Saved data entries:

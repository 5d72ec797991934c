// src/zone.rs
//
// Zone resolution: turn a zone name into the zone identifier the log API needs.

use anyhow::{Context, Result};
use async_trait::async_trait;
use serde::Deserialize;
use tracing::{debug, info};

use crate::config::{Credentials, FetchConfig};
use crate::error::ApiError;
use crate::http::{ApiHttpClient, HttpClientConfig};

/// Looks up a zone identifier by its name.
#[async_trait]
pub trait ZoneLookup: Send + Sync {
    async fn zone_id_by_name(&self, zone_name: &str) -> Result<String, ApiError>;
}

/// Make sure `config.zone_id` is populated and return it.
///
/// An explicit zone id is used as-is without touching the network. Otherwise
/// the zone name is looked up once and the result is stored in the config.
pub async fn resolve_zone(config: &mut FetchConfig, lookup: &dyn ZoneLookup) -> Result<String> {
    if !config.zone_id.is_empty() {
        debug!("Using explicit zone id {}", config.zone_id);
        return Ok(config.zone_id.clone());
    }

    let id = lookup
        .zone_id_by_name(&config.zone_name)
        .await
        .context("could not find a zone for the given name/ID")?;
    info!("Resolved zone {} to {}", config.zone_name, id);

    config.zone_id = id.clone();
    Ok(id)
}

#[derive(Debug, Deserialize)]
struct ZonesResponse {
    #[serde(default)]
    success: bool,
    #[serde(default)]
    errors: Vec<ApiMessage>,
    result: Option<Vec<ZoneRecord>>,
}

#[derive(Debug, Deserialize)]
struct ApiMessage {
    #[serde(default)]
    code: i64,
    #[serde(default)]
    message: String,
}

#[derive(Debug, Deserialize)]
struct ZoneRecord {
    id: String,
    name: String,
}

/// Zone lookup against `GET /zones?name=<name>`.
#[derive(Debug, Clone)]
pub struct ApiZoneLookup {
    http: ApiHttpClient,
}

impl ApiZoneLookup {
    pub fn new(credentials: &Credentials) -> Result<Self, ApiError> {
        Self::with_config(HttpClientConfig::default(), credentials)
    }

    pub fn with_config(config: HttpClientConfig, credentials: &Credentials) -> Result<Self, ApiError> {
        Ok(Self {
            http: ApiHttpClient::new(config, credentials)?,
        })
    }
}

#[async_trait]
impl ZoneLookup for ApiZoneLookup {
    async fn zone_id_by_name(&self, zone_name: &str) -> Result<String, ApiError> {
        let base = self.http.url("zones");
        let url = reqwest::Url::parse_with_params(&base, &[("name", zone_name)])
            .map_err(|e| ApiError::InvalidUrl {
                url: base.clone(),
                reason: e.to_string(),
            })?
            .to_string();
        let response = self.http.get(&url).await?;
        let body: ZonesResponse = response.json().await.map_err(|e| ApiError::Decode {
            url: url.clone(),
            reason: e.to_string(),
        })?;
        pick_zone(body, zone_name, &url)
    }
}

fn pick_zone(body: ZonesResponse, zone_name: &str, url: &str) -> Result<String, ApiError> {
    if !body.success {
        let reason = body
            .errors
            .iter()
            .map(|e| format!("{} ({})", e.message, e.code))
            .collect::<Vec<_>>()
            .join("; ");
        return Err(ApiError::Decode {
            url: url.to_string(),
            reason: if reason.is_empty() {
                "request was not successful".to_string()
            } else {
                reason
            },
        });
    }

    body.result
        .unwrap_or_default()
        .into_iter()
        .find(|z| z.name == zone_name)
        .map(|z| z.id)
        .ok_or_else(|| ApiError::ZoneNotFound(zone_name.to_string()))
}
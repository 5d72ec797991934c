// src/lib.rs
//
// Copyright, 2025.  Signal65 / Futurum Group.
//
// Crate root: public modules plus re-exports used by the CLI.

pub mod constants;
pub mod config;
pub mod clock;
pub mod error;
pub mod logging;
pub mod http;

// Capabilities and their live backends
pub mod zone;
pub mod client;
pub mod sink;
pub mod gcs_client;

// Orchestration
pub mod dispatch;
pub mod sleeper;
pub mod looper;
pub mod session;

pub use config::{Checkpoint, ConfigError, Count, Credentials, FetchConfig, StorageDestination, TimestampFormat};
pub use client::{ClientOptions, LogFetcher, LogShareClient, Meta};
pub use error::ApiError;
pub use sink::{LogSink, ObjectStorage, SharedSink, StorageError};
pub use session::{open_session, run_forever, run_once, run_once_until, Backends, LiveBackends, ResourceGuard, Session};
pub use zone::{resolve_zone, ZoneLookup};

*Required work*. Identify the lines of the data that contain the word "ApiMessage". Copy each of them.

*Answer below*.
    errors: Vec<ApiMessage>,
struct ApiMessage {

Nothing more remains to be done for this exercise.